Thursday, July 28, 2016

Useless facts

“Name our nation’s first secretary of state,” said Brenda Tremblay (“trom-blay;” as in “trombone), morning host at WXXI, the classical music radio-station out of Rochester (NY) I listen to.
“Thomas Jefferson,” I snapped.
“Stay tuned and Garrison will tell you in our next ‘Writer’s Almanac’.”
“We’ll see if I’m right,” I said. I majored in History in college, and questions like that sound like one of those useless facts I had to know for exams.
“It was on this day in 1789” (Wednesday, July 27th) “that the United States Department of Foreign Affairs was created,” Garrison began.
It was later renamed the Department of State.
“After American independence and the adoption of the Constitution, President Washington appointed Thomas Jefferson as the first secretary of state.”
How ‘bout dat!” I gloated. “Toy not with The Keed!”
I wasn’t sure — college was 50 years ago. But it’s a useless fact forever etched in my brain.
Our History Department had three professors. Two were good = analytical. The other obsessed with useless facts. That was Dr. Frieda A. Gillette, who we nicknamed by her initials: F-A-G.
FAG was an old biddy who knew it all. She could give the complete lineage of the English kings.
We used to say the reason she could was because she was so old she lived through every one.
She also was obsessed with Indian trails. So we concluded she was there when they were laid down.
One time a student wondered what the lineage of English kings had to do with Far Eastern history. It was a test question.
Well, she knew it, so her Far Eastern students had to know it too.
The painting.
Another time a student asked where in the text was the name of Napoleon’s horse.
“Dr. Gillette, you said everything would be in the text.”
“Now clahss,” she solemnly intoned. “Look on page 1064 of the text and you will see a picture of the painting of Napoleon on his horse ‘Marengo’. There’s your answer.”
Google the question and you get a slew of answers. Napoleon had many horses. “Marengo” was his favorite.
Her favorite student was a guy named Clyde Young; I think from the class before me: 1965, I’m ’66.
We concluded Clyde had a photographic memory = that he photographed a page in his mind, and could thereafter spit back all the useless facts contained therein, as if reading his photograph.
Clyde died not long after graduating; I forget why.
I avoided FAG; I majored in the two good professors, one of whom counseled me to become a scholar.
I didn’t. After four years of college I had enough. Scholarly pursuit seemed like belly-button picking.
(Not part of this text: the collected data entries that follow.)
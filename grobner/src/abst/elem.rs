use std::fmt::{Debug, Display};

// Anything that can sit in a polynomial: coefficients, monomials, polynomials.

pub trait ElemBase: 
    Default + 
    PartialEq + 
    Eq + 
    Clone + 
    Send + 
    Sync + 
    Display + 
    Debug + 
    'static
{}

impl<T> ElemBase for T where T: 
    Default + 
    PartialEq + 
    Eq + 
    Clone + 
    Send + 
    Sync + 
    Display + 
    Debug + 
    'static
{}

pub trait Elem: ElemBase { 
    fn math_symbol() -> String;
}
use crate::app::err::*;

pub fn measure<F, Res>(proc: F) -> (Res, std::time::Duration) 
where F: FnOnce() -> Res { 
    let start = std::time::Instant::now();
    let res = proc();
    let time = start.elapsed();
    (res, time)
}

pub fn guard_panic<F, R>(f: F) -> Result<R, Box<dyn std::error::Error>>
where F: FnOnce() -> Result<R, Box<dyn std::error::Error>> + std::panic::UnwindSafe {
    std::panic::catch_unwind(|| {
        f()
    }).unwrap_or_else(|e| {
        let info = match e.downcast::<String>() {
            Ok(v) => *v,
            Err(e) => match e.downcast::<&str>() {
                Ok(v) => v.to_string(),
                _ => "Unknown Source of Error".to_owned()
            }
        };
        err!("panic: {info}")
    })
}
mod app;
use app::App;

fn main() {
    let app = App::new();
    let res = app.run();
    
    if let Err(e) = res { 
        log::error!("{}", e);
        eprintln!("\x1b[0;31merror\x1b[0m: {e}");
        std::process::exit(1)
    }
}
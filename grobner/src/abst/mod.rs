mod elem;
mod add_grp;
mod ring;

pub use elem::*;
pub use add_grp::*;
pub use ring::*;
use derive_more::Display;

#[derive(Clone, PartialEq, Eq, Debug, Display)]
pub enum Error { 
    #[display("division by zero")]
    DivisionByZero,

    #[display("negative exponent: {}", _0)]
    NegativeExponent(i32),

    #[display("not divisible")]
    NotDivisible,

    #[display("divisor is not a monomial")]
    NotAMonomial,

    #[display("leading term of zero polynomial is undefined")]
    UndefinedLeadingTerm,

    #[display("ordering is not specified")]
    NullOrdering,

    #[display("invalid variable name: '{}'", _0)]
    InvalidVariableName(String),

    #[display("duplicate variable name: '{}'", _0)]
    DuplicateVariableName(String),

    #[display("cannot parse: '{}'", _0)]
    Parse(String),
}

impl std::error::Error for Error {}

#[cfg(test)]
mod tests { 
    use super::*;

    #[test]
    fn display() { 
        assert_eq!(Error::DivisionByZero.to_string(), "division by zero");
        assert_eq!(Error::NegativeExponent(-2).to_string(), "negative exponent: -2");
        assert_eq!(Error::Parse("x^".into()).to_string(), "cannot parse: 'x^'");
        assert_eq!(Error::InvalidVariableName("1x".into()).to_string(), "invalid variable name: '1x'");
    }

    #[test]
    fn boxed() { 
        fn f() -> Result<(), Box<dyn std::error::Error>> { 
            Err(Error::NullOrdering)?
        }
        let e = f().unwrap_err();
        assert_eq!(e.to_string(), "ordering is not specified");
    }
}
Every theory I proposed had an equal and opposing theory.
I had a life to live; and many other things were interesting, like cars and especially trains. —I’m a railfan.
But after four years I’m left with facts of little or no importance.
I can still recite the openings lines of the Declaration of Independence, written by Thomas Jefferson, our first secretary of state.

• My college was Houghton College (“HO-tin;” as in “hoe,” not “how” or “who”), about 80 miles south of Rochester.